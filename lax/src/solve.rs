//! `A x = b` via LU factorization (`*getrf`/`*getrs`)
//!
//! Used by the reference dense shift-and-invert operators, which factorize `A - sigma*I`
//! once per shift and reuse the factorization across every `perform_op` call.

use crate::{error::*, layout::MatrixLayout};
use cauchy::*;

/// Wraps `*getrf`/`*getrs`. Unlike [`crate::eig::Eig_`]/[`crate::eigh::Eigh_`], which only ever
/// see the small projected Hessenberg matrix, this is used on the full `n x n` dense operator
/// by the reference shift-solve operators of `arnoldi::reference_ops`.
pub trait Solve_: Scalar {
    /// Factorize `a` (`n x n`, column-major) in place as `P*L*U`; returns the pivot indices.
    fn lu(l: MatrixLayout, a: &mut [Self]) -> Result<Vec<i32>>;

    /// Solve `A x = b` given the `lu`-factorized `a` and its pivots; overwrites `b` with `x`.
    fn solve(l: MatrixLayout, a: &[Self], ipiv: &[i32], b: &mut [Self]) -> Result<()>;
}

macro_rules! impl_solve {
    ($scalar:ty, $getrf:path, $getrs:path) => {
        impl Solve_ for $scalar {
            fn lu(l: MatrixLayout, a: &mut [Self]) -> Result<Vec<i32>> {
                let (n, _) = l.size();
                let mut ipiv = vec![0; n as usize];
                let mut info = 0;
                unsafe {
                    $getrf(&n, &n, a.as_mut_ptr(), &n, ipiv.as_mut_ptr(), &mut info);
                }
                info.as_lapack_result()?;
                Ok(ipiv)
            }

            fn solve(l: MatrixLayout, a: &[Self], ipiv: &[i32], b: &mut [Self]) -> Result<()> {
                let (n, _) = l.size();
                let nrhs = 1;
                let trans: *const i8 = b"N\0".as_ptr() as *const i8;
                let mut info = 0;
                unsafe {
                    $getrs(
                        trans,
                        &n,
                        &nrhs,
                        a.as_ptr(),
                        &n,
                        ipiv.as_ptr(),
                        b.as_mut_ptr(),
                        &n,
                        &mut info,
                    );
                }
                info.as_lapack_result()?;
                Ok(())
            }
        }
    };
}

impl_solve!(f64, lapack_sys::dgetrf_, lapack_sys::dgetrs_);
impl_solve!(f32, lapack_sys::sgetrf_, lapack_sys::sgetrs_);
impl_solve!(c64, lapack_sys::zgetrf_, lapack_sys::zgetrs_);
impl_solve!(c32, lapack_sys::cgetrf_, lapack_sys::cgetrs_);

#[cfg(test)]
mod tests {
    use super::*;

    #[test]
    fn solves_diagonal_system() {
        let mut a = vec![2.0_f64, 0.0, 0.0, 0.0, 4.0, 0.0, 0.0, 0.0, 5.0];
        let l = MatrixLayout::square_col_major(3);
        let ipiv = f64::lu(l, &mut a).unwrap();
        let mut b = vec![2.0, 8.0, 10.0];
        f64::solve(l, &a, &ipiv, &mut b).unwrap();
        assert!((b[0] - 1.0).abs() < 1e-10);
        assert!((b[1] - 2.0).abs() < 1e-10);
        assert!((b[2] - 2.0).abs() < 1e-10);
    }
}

--

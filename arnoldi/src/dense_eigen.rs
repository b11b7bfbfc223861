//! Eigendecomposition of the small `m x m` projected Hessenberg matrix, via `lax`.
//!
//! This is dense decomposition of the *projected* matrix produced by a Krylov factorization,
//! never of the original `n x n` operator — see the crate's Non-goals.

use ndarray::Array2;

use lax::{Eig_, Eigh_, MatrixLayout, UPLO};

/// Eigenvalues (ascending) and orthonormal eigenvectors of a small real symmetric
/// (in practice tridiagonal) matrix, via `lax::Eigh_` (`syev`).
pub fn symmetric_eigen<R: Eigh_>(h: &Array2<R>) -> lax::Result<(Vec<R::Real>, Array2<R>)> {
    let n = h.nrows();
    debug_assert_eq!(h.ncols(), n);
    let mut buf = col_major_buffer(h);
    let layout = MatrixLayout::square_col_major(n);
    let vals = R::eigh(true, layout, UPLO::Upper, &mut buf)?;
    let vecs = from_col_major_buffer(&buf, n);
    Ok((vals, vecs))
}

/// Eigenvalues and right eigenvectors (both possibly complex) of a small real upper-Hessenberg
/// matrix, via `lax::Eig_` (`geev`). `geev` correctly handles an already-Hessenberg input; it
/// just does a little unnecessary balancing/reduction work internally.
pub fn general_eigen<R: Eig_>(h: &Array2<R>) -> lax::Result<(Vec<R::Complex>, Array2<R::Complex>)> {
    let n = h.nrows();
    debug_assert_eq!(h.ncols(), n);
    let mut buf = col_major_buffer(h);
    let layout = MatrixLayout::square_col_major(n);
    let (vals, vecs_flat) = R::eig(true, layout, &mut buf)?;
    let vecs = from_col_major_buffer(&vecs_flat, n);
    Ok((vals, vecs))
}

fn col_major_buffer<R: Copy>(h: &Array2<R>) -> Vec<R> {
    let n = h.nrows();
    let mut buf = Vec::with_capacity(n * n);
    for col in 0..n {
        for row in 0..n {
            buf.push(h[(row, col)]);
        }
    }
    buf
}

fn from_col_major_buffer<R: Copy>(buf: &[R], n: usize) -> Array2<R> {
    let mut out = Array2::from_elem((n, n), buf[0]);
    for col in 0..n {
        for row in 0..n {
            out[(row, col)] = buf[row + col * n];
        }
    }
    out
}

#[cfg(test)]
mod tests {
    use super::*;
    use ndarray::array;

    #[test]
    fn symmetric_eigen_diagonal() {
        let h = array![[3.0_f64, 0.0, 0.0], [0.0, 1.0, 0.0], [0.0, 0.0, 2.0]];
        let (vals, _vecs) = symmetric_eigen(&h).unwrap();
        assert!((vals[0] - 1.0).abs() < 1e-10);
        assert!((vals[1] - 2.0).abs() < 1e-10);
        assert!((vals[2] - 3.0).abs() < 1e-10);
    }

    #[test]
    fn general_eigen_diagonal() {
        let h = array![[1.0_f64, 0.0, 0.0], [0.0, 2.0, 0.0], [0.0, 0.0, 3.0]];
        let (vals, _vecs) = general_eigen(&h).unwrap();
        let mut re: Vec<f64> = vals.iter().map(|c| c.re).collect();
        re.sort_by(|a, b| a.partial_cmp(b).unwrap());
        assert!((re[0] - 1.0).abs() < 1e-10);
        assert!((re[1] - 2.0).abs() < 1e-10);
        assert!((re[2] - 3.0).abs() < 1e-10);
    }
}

• [WORK INSTRUCTIONS]: Every line above from the line with "pub trait Solve_: Scalar" to the line with "and its pivots;", both included, must be reproduced exactly, and no other line may appear.

• [EXERCISE RESULT]:
pub trait Solve_: Scalar {
    /// Factorize `a` (`n x n`, column-major) in place as `P*L*U`; returns the pivot indices.
    fn lu(l: MatrixLayout, a: &mut [Self]) -> Result<Vec<i32>>;

    /// Solve `A x = b` given the `lu`-factorized `a` and its pivots; overwrites `b` with `x`.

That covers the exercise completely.